Every line from the first in the listing below to the line containing "use std::io::Write;" is to be repeated exactly, and no line past it.

Content starts

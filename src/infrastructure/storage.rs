// Copyright (c) 2025 Kirky.X
//
// Licensed under the MIT License
// See LICENSE file in the project root for full license information.

use std::collections::HashMap;
use std::fs;
use std::io::Write;
use std::path::{Path, PathBuf};
use std::sync::Arc;

use parking_lot::RwLock;

use crate::config::settings::StorageConfig;
use crate::domain::repositories::storage_repository::{KeyValueStore, StorageError};

/// 本地文件系统存储实现
///
/// 每个键一个文件，写入先落到临时文件再重命名。
pub struct LocalStorage {
    base_path: PathBuf,
}

impl LocalStorage {
    pub fn new(base_path: impl Into<PathBuf>) -> Self {
        Self {
            base_path: base_path.into(),
        }
    }

    fn get_full_path(&self, key: &str) -> Result<PathBuf, StorageError> {
        if key.is_empty()
            || key.contains(['/', '\\'])
            || key.starts_with('.')
        {
            return Err(StorageError::Other(format!("Invalid storage key: {}", key)));
        }
        Ok(self.base_path.join(key))
    }
}

impl KeyValueStore for LocalStorage {
    fn get(&self, key: &str) -> Result<Option<String>, StorageError> {
        let full_path = self.get_full_path(key)?;

        match fs::read_to_string(&full_path) {
            Ok(data) => Ok(Some(data)),
            Err(e) if e.kind() == std::io::ErrorKind::NotFound => Ok(None),
            Err(e) => Err(StorageError::Io(e)),
        }
    }

    fn set(&self, key: &str, value: &str) -> Result<(), StorageError> {
        let full_path = self.get_full_path(key)?;

        // 确保目录存在
        fs::create_dir_all(&self.base_path)?;

        let tmp_path = full_path.with_extension("tmp");
        let mut file = fs::File::create(&tmp_path)?;
        file.write_all(value.as_bytes())?;
        file.sync_all()?;
        fs::rename(&tmp_path, &full_path)?;

        Ok(())
    }

    fn remove(&self, key: &str) -> Result<(), StorageError> {
        let full_path = self.get_full_path(key)?;

        match fs::remove_file(&full_path) {
            Ok(()) => Ok(()),
            Err(e) if e.kind() == std::io::ErrorKind::NotFound => Ok(()),
            Err(e) => Err(StorageError::Io(e)),
        }
    }
}

/// 存储工厂函数
pub fn create_storage(config: &StorageConfig) -> Arc<dyn KeyValueStore> {
    match &config.local_path {
        Some(path) if !path.trim().is_empty() => Arc::new(LocalStorage::new(Path::new(path))),
        _ => Arc::new(InMemoryStorage::new()),
    }
}

/// 内存存储实现（用于测试和不需要持久化的会话）
#[derive(Default)]
pub struct InMemoryStorage {
    data: RwLock<HashMap<String, String>>,
}

impl InMemoryStorage {
    pub fn new() -> Self {
        Self::default()
    }
}

impl KeyValueStore for InMemoryStorage {
    fn get(&self, key: &str) -> Result<Option<String>, StorageError> {
        Ok(self.data.read().get(key).cloned())
    }

    fn set(&self, key: &str, value: &str) -> Result<(), StorageError> {
        self.data.write().insert(key.to_string(), value.to_string());
        Ok(())
    }

    fn remove(&self, key: &str) -> Result<(), StorageError> {
        self.data.write().remove(key);
        Ok(())
    }
}
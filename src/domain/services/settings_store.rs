// Copyright (c) 2025 Kirky.X
//
// Licensed under the MIT License
// See LICENSE file in the project root for full license information.

use std::sync::Arc;

use tracing::{debug, warn};

use crate::domain::models::settings::{LayoutMode, Settings, SettingsPatch};
use crate::domain::repositories::storage_repository::{KeyValueStore, StorageError};

/// 存储键：JSON 编码的 [`Settings`]
pub const SETTINGS_KEY: &str = "settings";
/// 存储键：布局模式字符串
pub const LAYOUT_MODE_KEY: &str = "layoutMode";

/// 设置存储
///
/// 持有当前的 [`Settings`] 与 [`LayoutMode`]，每次修改都同步写回存储。
/// 作为显式值注入到各个消费方，而不是全局单例。
pub struct SettingsStore {
    storage: Arc<dyn KeyValueStore>,
    settings: Settings,
    layout_mode: LayoutMode,
}

impl SettingsStore {
    /// 从存储加载配置
    ///
    /// 缺失或损坏的数据回退为默认值，不会失败。
    pub fn load(storage: Arc<dyn KeyValueStore>) -> Self {
        let settings = match storage.get(SETTINGS_KEY) {
            Ok(Some(raw)) => match serde_json::from_str::<serde_json::Value>(&raw) {
                Ok(value) => {
                    let (settings, repaired) = Settings::from_stored(&value);
                    if !repaired.is_empty() {
                        warn!(fields = ?repaired, "Stored settings had invalid fields, using defaults for them");
                    }
                    settings
                }
                Err(e) => {
                    warn!("Stored settings are not valid JSON, using defaults: {}", e);
                    Settings::default()
                }
            },
            Ok(None) => Settings::default(),
            Err(e) => {
                warn!("Failed to read stored settings, using defaults: {}", e);
                Settings::default()
            }
        };

        let layout_mode = match storage.get(LAYOUT_MODE_KEY) {
            Ok(Some(raw)) => raw.parse().unwrap_or_else(|e| {
                warn!("{}, falling back to {}", e, LayoutMode::default());
                LayoutMode::default()
            }),
            Ok(None) => LayoutMode::default(),
            Err(e) => {
                warn!("Failed to read stored layout mode: {}", e);
                LayoutMode::default()
            }
        };

        debug!(layout_mode = %layout_mode, "Settings loaded");
        Self {
            storage,
            settings,
            layout_mode,
        }
    }

    pub fn settings(&self) -> &Settings {
        &self.settings
    }

    pub fn layout_mode(&self) -> LayoutMode {
        self.layout_mode
    }

    /// 深度合并部分更新并立即持久化
    ///
    /// 内存中的配置无论写入是否成功都会更新；写入失败时返回错误。
    pub fn update(&mut self, patch: SettingsPatch) -> Result<&Settings, StorageError> {
        let repaired = self.settings.merge(patch);
        if !repaired.is_empty() {
            debug!(fields = ?repaired, "Settings update clamped or rejected fields");
        }
        self.persist()?;
        Ok(&self.settings)
    }

    pub fn set_layout_mode(&mut self, mode: LayoutMode) -> Result<(), StorageError> {
        self.layout_mode = mode;
        self.storage.set(LAYOUT_MODE_KEY, mode.as_str())
    }

    /// 清除持久化的配置并恢复默认值
    pub fn clear(&mut self) -> Result<(), StorageError> {
        self.settings = Settings::default();
        self.layout_mode = LayoutMode::default();
        self.storage.remove(SETTINGS_KEY)?;
        self.storage.remove(LAYOUT_MODE_KEY)
    }

    fn persist(&self) -> Result<(), StorageError> {
        let encoded = serde_json::to_string(&self.settings)?;
        self.storage.set(SETTINGS_KEY, &encoded)
    }
}

#[cfg(test)]
mod tests {
    use super::*;
    use crate::domain::models::settings::{CardPatch, FontFamily, FontPatch, LayoutPatch};
    use crate::infrastructure::storage::InMemoryStorage;

    fn memory() -> Arc<InMemoryStorage> {
        Arc::new(InMemoryStorage::new())
    }

    #[test]
    fn test_load_without_stored_data_uses_defaults() {
        let store = SettingsStore::load(memory());
        assert_eq!(store.settings(), &Settings::default());
        assert_eq!(store.layout_mode(), LayoutMode::Basic);
    }

    #[test]
    fn test_load_with_malformed_json_uses_defaults() {
        let storage = memory();
        storage.set(SETTINGS_KEY, "{not json").unwrap();
        storage.set(LAYOUT_MODE_KEY, "spiral").unwrap();

        let store = SettingsStore::load(storage);
        assert_eq!(store.settings(), &Settings::default());
        assert_eq!(store.layout_mode(), LayoutMode::Basic);
    }

    #[test]
    fn test_update_then_load_reproduces_values() {
        let storage = memory();
        let mut store = SettingsStore::load(storage.clone());
        store
            .update(SettingsPatch {
                layout: Some(LayoutPatch {
                    column_count: Some(5),
                    grid_gap: Some(40),
                }),
                card: Some(CardPatch {
                    font: Some(FontPatch {
                        family: Some(FontFamily::Poppins),
                        size: Some(20),
                        color: Some("#ff00aa".to_string()),
                    }),
                    height: Some(420),
                    ..Default::default()
                }),
                ..Default::default()
            })
            .unwrap();
        store.set_layout_mode(LayoutMode::Masonry).unwrap();

        let reloaded = SettingsStore::load(storage);
        assert_eq!(reloaded.settings(), store.settings());
        assert_eq!(reloaded.settings().card.font.family, FontFamily::Poppins);
        assert_eq!(reloaded.layout_mode(), LayoutMode::Masonry);
    }

    #[test]
    fn test_invalid_colour_update_keeps_previous_colour() {
        let storage = memory();
        let mut store = SettingsStore::load(storage.clone());
        let colour = |value: &str| SettingsPatch {
            card: Some(CardPatch {
                font: Some(FontPatch {
                    color: Some(value.to_string()),
                    ..Default::default()
                }),
                ..Default::default()
            }),
            ..Default::default()
        };

        store.update(colour("#ff0000")).unwrap();
        store.update(colour("red")).unwrap();
        assert_eq!(store.settings().card.font.color, "#ff0000");

        let reloaded = SettingsStore::load(storage);
        assert_eq!(reloaded.settings().card.font.color, "#ff0000");
    }

    #[test]
    fn test_layout_mode_is_stored_as_plain_string() {
        let storage = memory();
        let mut store = SettingsStore::load(storage.clone());
        store.set_layout_mode(LayoutMode::Coverflow).unwrap();
        assert_eq!(
            storage.get(LAYOUT_MODE_KEY).unwrap().as_deref(),
            Some("coverflow")
        );
        // layout mode alone never writes the settings key
        assert_eq!(storage.get(SETTINGS_KEY).unwrap(), None);
    }

    #[test]
    fn test_clear_removes_keys() {
        let storage = memory();
        let mut store = SettingsStore::load(storage.clone());
        store
            .update(SettingsPatch {
                layout: Some(LayoutPatch {
                    column_count: Some(1),
                    grid_gap: None,
                }),
                ..Default::default()
            })
            .unwrap();
        store.clear().unwrap();

        assert_eq!(store.settings(), &Settings::default());
        assert_eq!(storage.get(SETTINGS_KEY).unwrap(), None);
    }
}
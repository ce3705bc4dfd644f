// Copyright (c) 2025 Kirky.X
//
// Licensed under the MIT License
// See LICENSE file in the project root for full license information.

/// 领域服务模块
///
/// 该模块包含系统的核心业务逻辑服务。
///
/// 包含的服务：
/// - 认证（auth）：外部认证协作方的接口
/// - 拖拽协调（drag_coordinator）：指针拖拽重排的状态机
/// - 规范化（normalizer）：原始条目到搜索结果的过滤和映射
/// - 结果存储（result_store）：会话内有序、可变的结果序列
/// - 设置存储（settings_store）：展示配置的加载、合并和持久化
pub mod auth;
pub mod drag_coordinator;
pub mod normalizer;
pub mod result_store;
pub mod settings_store;

pub use drag_coordinator::{DragCoordinator, DragState, DropOutcome, Point, Rect, Size};
pub use normalizer::ResultNormalizer;
pub use result_store::ResultStore;
pub use settings_store::SettingsStore;
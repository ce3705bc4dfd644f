// Copyright (c) 2025 Kirky.X
//
// Licensed under the MIT License
// See LICENSE file in the project root for full license information.

/// 应用程序模块
///
/// 包含请求校验和画廊会话
pub mod application;

/// 配置模块
///
/// 处理应用程序的配置设置和环境变量
pub mod config;

/// 领域模块
///
/// 包含核心业务实体、服务、布局策略和仓库接口
pub mod domain;

/// 基础设施模块
///
/// 提供外部服务集成，如搜索提供方、键值存储和认证
pub mod infrastructure;

/// 表示层模块
///
/// 把会话状态投影为可序列化的视图模型
pub mod presentation;

/// 工具模块
///
/// 提供通用的工具函数和辅助功能
pub mod utils;
// Copyright (c) 2025 Kirky.X
//
// Licensed under the MIT License
// See LICENSE file in the project root for full license information.

use serde::{Deserialize, Serialize};

/// 单个图片搜索结果
///
/// 由 Normalizer 从搜索提供方的原始条目生成，创建之后字段不再修改，
/// 只会被重新排序或删除。`link` 是结果在 Result Store 中的身份键。
#[derive(Debug, Clone, Serialize, Deserialize, PartialEq, Eq)]
#[serde(rename_all = "camelCase")]
pub struct SearchResult {
    pub title: String,
    pub description: String,
    pub link: String,
    pub image: Option<String>,
    pub favicon: String,
    pub source: String,
    pub date: Option<String>,
}

impl SearchResult {
    /// Identity key used for reordering and modal selection.
    pub fn id(&self) -> &str {
        &self.link
    }
}

/// 用户为本次查询选择的平台
#[derive(Debug, Clone, Serialize, Deserialize, PartialEq, Eq)]
#[serde(rename_all = "camelCase")]
pub struct PlatformSelection {
    pub name: String,
    #[serde(default)]
    pub username: Option<String>,
    #[serde(default)]
    pub is_selected: bool,
}

impl PlatformSelection {
    pub fn new(name: impl Into<String>) -> Self {
        Self {
            name: name.into(),
            username: None,
            is_selected: false,
        }
    }

    pub fn selected(name: impl Into<String>, username: impl Into<String>) -> Self {
        Self {
            name: name.into(),
            username: Some(username.into()),
            is_selected: true,
        }
    }

    /// 返回 `site:<platform>.com <username>` 子句
    ///
    /// 只有被选中且用户名非空的平台才会贡献子句。
    pub fn site_clause(&self) -> Option<String> {
        if !self.is_selected {
            return None;
        }
        let username = self.username.as_deref().map(str::trim).unwrap_or("");
        if username.is_empty() {
            return None;
        }
        let domain: String = self
            .name
            .chars()
            .filter(|c| !c.is_whitespace())
            .flat_map(char::to_lowercase)
            .collect();
        if domain.is_empty() {
            return None;
        }
        Some(format!("site:{}.com {}", domain, username))
    }
}

/// 平台目录条目
#[derive(Debug, Clone, Copy, Serialize, PartialEq, Eq)]
pub struct PlatformInfo {
    pub name: &'static str,
    pub icon: &'static str,
}

/// 搜索界面提供的社交平台目录
pub const PLATFORM_CATALOG: &[PlatformInfo] = &[
    PlatformInfo { name: "Instagram", icon: "/icons/instagram.svg" },
    PlatformInfo { name: "TikTok", icon: "/icons/tiktok.svg" },
    PlatformInfo { name: "Youtube", icon: "/icons/youtube.svg" },
    PlatformInfo { name: "Spotify", icon: "/icons/spotify.svg" },
    PlatformInfo { name: "Facebook", icon: "/icons/facebook.svg" },
    PlatformInfo { name: "SubStack", icon: "/icons/substack.svg" },
    PlatformInfo { name: "SoundCloud", icon: "/icons/soundcloud.svg" },
    PlatformInfo { name: "Calendly", icon: "/icons/calendly.svg" },
    PlatformInfo { name: "X", icon: "/icons/x.svg" },
    PlatformInfo { name: "Reddit", icon: "/icons/reddit.svg" },
    PlatformInfo { name: "LinkedIn", icon: "/icons/linkedin.svg" },
    PlatformInfo { name: "Twitch", icon: "/icons/twitch.svg" },
    PlatformInfo { name: "Vimeo", icon: "/icons/vimeo.svg" },
    PlatformInfo { name: "Discord", icon: "/icons/discord.svg" },
    PlatformInfo { name: "Medium", icon: "/icons/medium.svg" },
    PlatformInfo { name: "Threads", icon: "/icons/threads.svg" },
    PlatformInfo { name: "BlueSky", icon: "/icons/bluesky.svg" },
    PlatformInfo { name: "SnapChat", icon: "/icons/snapchat.svg" },
    PlatformInfo { name: "Pinterest", icon: "/icons/pinterest.svg" },
    PlatformInfo { name: "Amazon", icon: "/icons/amazon.svg" },
];

/// 以目录生成默认（全部未选中）的平台列表
pub fn default_platforms() -> Vec<PlatformSelection> {
    PLATFORM_CATALOG
        .iter()
        .map(|info| PlatformSelection::new(info.name))
        .collect()
}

Content ends

◆ Exercise solution ◆
filename src/infrastructure/storage.rs
// Copyright (c) 2025 Kirky.X
//
// Licensed under the MIT License
// See LICENSE file in the project root for full license information.

use std::collections::HashMap;
use std::fs;
use std::io::Write;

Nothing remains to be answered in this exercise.